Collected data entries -
⁂

pub mod api;
pub mod auth;
pub mod cleanup;
pub mod cli;
pub mod db;
pub mod imagehost;
pub mod jwt;
pub mod password;

use api::create_api_router;
use axum::Router;
use db::Database;
use imagehost::ImageHost;
use jwt::TokenKeys;
use std::net::SocketAddr;
use std::sync::Arc;
use tokio::net::TcpListener;

pub struct ServerConfig {
    /// Database connection (cloneable, uses connection pool internally)
    pub db: Database,
    /// Secret for signing access tokens
    pub access_secret: Vec<u8>,
    /// Secret for signing refresh tokens (independent of the access secret)
    pub refresh_secret: Vec<u8>,
    /// External storage for uploaded images
    pub image_host: Arc<dyn ImageHost>,
}

/// Create the application router with the given configuration.
pub fn create_app(config: &ServerConfig) -> Router {
    let keys = Arc::new(TokenKeys::new(
        &config.access_secret,
        &config.refresh_secret,
    ));

    let api_router = create_api_router(config.db.clone(), keys, config.image_host.clone());

    Router::new().nest("/api", api_router)
}

/// Run cleanup tasks and spawn background scheduler.
/// Call this before starting the server.
pub async fn init_cleanup(db: &Database) {
    cleanup::run_cleanup(db).await;
    cleanup::spawn_cleanup_scheduler(db.clone());
}

/// Run the server on the given listener. This function blocks until the server exits.
/// Call `init_cleanup` before this to run cleanup on startup.
pub async fn run_server(config: ServerConfig, listener: TcpListener) -> Result<(), std::io::Error> {
    let app = create_app(&config);
    let make_service = app.into_make_service_with_connect_info::<SocketAddr>();
    axum::serve(listener, make_service).await
}
//! Authentication API endpoints.
//!
//! - POST `/register` - Create an account, returns both tokens
//! - POST `/login` - Password login, returns both tokens
//! - POST `/refresh` - Exchange a live refresh token for a new access token
//! - POST `/logout` - Revoke a refresh token (requires bearer access token)

use axum::{
    Json, Router,
    extract::State,
    http::StatusCode,
    response::IntoResponse,
    routing::post,
};
use serde::{Deserialize, Serialize};
use std::sync::Arc;
use std::time::{SystemTime, UNIX_EPOCH};
use tracing::error;

use super::error::{ApiError, ResultExt};
use crate::auth::{ApiAuth, HasAuthState};
use crate::db::{Database, User};
use crate::jwt::TokenKeys;
use crate::password;

const MIN_PASSWORD_LENGTH: usize = 8;

#[derive(Clone)]
pub struct AuthState {
    pub db: Database,
    pub keys: Arc<TokenKeys>,
}

impl HasAuthState for AuthState {
    fn keys(&self) -> &TokenKeys {
        &self.keys
    }
}

pub fn router(state: AuthState) -> Router {
    Router::new()
        .route("/register", post(register))
        .route("/login", post(login))
        .route("/refresh", post(refresh))
        .route("/logout", post(logout))
        .with_state(state)
}

// --- Request/response types ---

#[derive(Deserialize)]
struct RegisterRequest {
    username: String,
    email: String,
    password: String,
}

#[derive(Deserialize)]
struct LoginRequest {
    email: String,
    password: String,
}

#[derive(Deserialize, Default)]
struct RefreshRequest {
    #[serde(rename = "refreshToken")]
    refresh_token: Option<String>,
}

#[derive(Serialize)]
struct UserInfo {
    id: String,
    username: String,
    email: String,
    role: crate::db::UserRole,
}

impl From<&User> for UserInfo {
    fn from(user: &User) -> Self {
        Self {
            id: user.uuid.clone(),
            username: user.username.clone(),
            email: user.email.clone(),
            role: user.role,
        }
    }
}

#[derive(Serialize)]
#[serde(rename_all = "camelCase")]
struct SessionResponse {
    message: &'static str,
    access_token: String,
    refresh_token: String,
    user: UserInfo,
}

#[derive(Serialize)]
#[serde(rename_all = "camelCase")]
struct RefreshResponse {
    access_token: String,
}

fn unix_now() -> u64 {
    SystemTime::now()
        .duration_since(UNIX_EPOCH)
        .map(|d| d.as_secs())
        .unwrap_or(0)
}

/// Mint both tokens for a user and persist the refresh token.
/// Expired tokens for the same user are pruned on the way.
async fn issue_session(
    state: &AuthState,
    user: &User,
) -> Result<(String, String), ApiError> {
    let access = state.keys.generate_access_token(&user.uuid).map_err(|e| {
        error!("Failed to generate access token: {}", e);
        ApiError::internal("Failed to generate token")
    })?;
    let refresh = state.keys.generate_refresh_token(&user.uuid).map_err(|e| {
        error!("Failed to generate refresh token: {}", e);
        ApiError::internal("Failed to generate token")
    })?;

    state
        .db
        .refresh_tokens()
        .create(user.id, &refresh.token, refresh.expires_at)
        .await
        .db_err("Failed to persist refresh token")?;

    // Drop whatever sessions have already expired for this user
    state
        .db
        .refresh_tokens()
        .delete_expired_for_user(user.id, unix_now())
        .await
        .db_err("Failed to prune expired tokens")?;

    Ok((access.token, refresh.token))
}

// --- Handlers ---

/// Register a new user and open a session.
async fn register(
    State(state): State<AuthState>,
    Json(req): Json<RegisterRequest>,
) -> Result<impl IntoResponse, ApiError> {
    let username = req.username.trim();
    let email = req.email.trim();

    if username.is_empty() || email.is_empty() {
        return Err(ApiError::bad_request("Username and email are required"));
    }
    if req.password.len() < MIN_PASSWORD_LENGTH {
        return Err(ApiError::bad_request(format!(
            "Password must be at least {} characters",
            MIN_PASSWORD_LENGTH
        )));
    }

    let taken = state
        .db
        .users()
        .exists(email, username)
        .await
        .db_err("Failed to check existing user")?;
    if taken {
        return Err(ApiError::bad_request("User already exists"));
    }

    let password_hash = password::hash_password(&req.password).map_err(|e| {
        error!("Failed to hash password: {}", e);
        ApiError::internal("Failed to create user")
    })?;

    let uuid = uuid::Uuid::new_v4().to_string();
    state
        .db
        .users()
        .create(&uuid, username, email, &password_hash)
        .await
        .db_err("Failed to create user")?;

    let user = state
        .db
        .users()
        .get_by_uuid(&uuid)
        .await
        .db_err("Failed to load user")?
        .ok_or_else(|| ApiError::internal("Failed to create user"))?;

    let (access_token, refresh_token) = issue_session(&state, &user).await?;

    Ok((
        StatusCode::CREATED,
        Json(SessionResponse {
            message: "User registered successfully",
            access_token,
            refresh_token,
            user: UserInfo::from(&user),
        }),
    ))
}

/// Password login. Unknown email and wrong password produce the same
/// response so the two cases cannot be told apart.
async fn login(
    State(state): State<AuthState>,
    Json(req): Json<LoginRequest>,
) -> Result<impl IntoResponse, ApiError> {
    let user = state
        .db
        .users()
        .get_by_email(req.email.trim())
        .await
        .db_err("Failed to look up user")?
        .ok_or_else(|| ApiError::unauthorized("Invalid credentials"))?;

    let valid = password::verify_password(&req.password, &user.password_hash).map_err(|e| {
        error!("Failed to verify password: {}", e);
        ApiError::internal("Failed to verify credentials")
    })?;
    if !valid {
        return Err(ApiError::unauthorized("Invalid credentials"));
    }

    let (access_token, refresh_token) = issue_session(&state, &user).await?;

    Ok((
        StatusCode::OK,
        Json(SessionResponse {
            message: "Login successful",
            access_token,
            refresh_token,
            user: UserInfo::from(&user),
        }),
    ))
}

/// Exchange a refresh token for a new access token.
///
/// The token must verify against the refresh secret AND still be present
/// in the user's persisted token list - a token revoked by logout is
/// rejected even before its own expiry. The refresh token itself is not
/// rotated here.
async fn refresh(
    State(state): State<AuthState>,
    Json(req): Json<RefreshRequest>,
) -> Result<impl IntoResponse, ApiError> {
    let token = req
        .refresh_token
        .filter(|t| !t.is_empty())
        .ok_or_else(|| ApiError::unauthorized("Refresh token is required"))?;

    let claims = state
        .keys
        .validate_refresh_token(&token)
        .map_err(|_| ApiError::forbidden("Invalid or expired refresh token"))?;

    let user = state
        .db
        .users()
        .get_by_uuid(&claims.sub)
        .await
        .db_err("Failed to look up user")?
        .ok_or_else(|| ApiError::forbidden("Invalid refresh token"))?;

    state
        .db
        .refresh_tokens()
        .find(user.id, &token)
        .await
        .db_err("Failed to check refresh token")?
        .ok_or_else(|| ApiError::forbidden("Invalid refresh token"))?;

    let access = state.keys.generate_access_token(&user.uuid).map_err(|e| {
        error!("Failed to generate access token: {}", e);
        ApiError::internal("Failed to generate token")
    })?;

    Ok((
        StatusCode::OK,
        Json(RefreshResponse {
            access_token: access.token,
        }),
    ))
}

/// Logout: revoke the presented refresh token for the authenticated user.
/// A missing token body still answers 200 - there is nothing to revoke.
async fn logout(
    State(state): State<AuthState>,
    ApiAuth(user): ApiAuth,
    Json(req): Json<RefreshRequest>,
) -> Result<impl IntoResponse, ApiError> {
    if let Some(token) = req.refresh_token.filter(|t| !t.is_empty()) {
        if let Some(db_user) = state
            .db
            .users()
            .get_by_uuid(&user.user_uuid)
            .await
            .db_err("Failed to look up user")?
        {
            state
                .db
                .refresh_tokens()
                .delete(db_user.id, &token)
                .await
                .db_err("Failed to revoke refresh token")?;
        }
    }

    Ok((
        StatusCode::OK,
        Json(serde_json::json!({ "message": "Logged out successfully" })),
    ))
}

⁂

Work to complete - Nothing beyond the line containing "pub struct ServerConfig" is to be output; the lines above, from the first one onward to that line, are to be transcribed exactly.

Exercise solution -
pub mod api;
pub mod auth;
pub mod cleanup;
pub mod cli;
pub mod db;
pub mod imagehost;
pub mod jwt;
pub mod password;

use api::create_api_router;
use axum::Router;
use db::Database;
use imagehost::ImageHost;
use jwt::TokenKeys;
use std::net::SocketAddr;
use std::sync::Arc;
use tokio::net::TcpListener;

pub struct ServerConfig {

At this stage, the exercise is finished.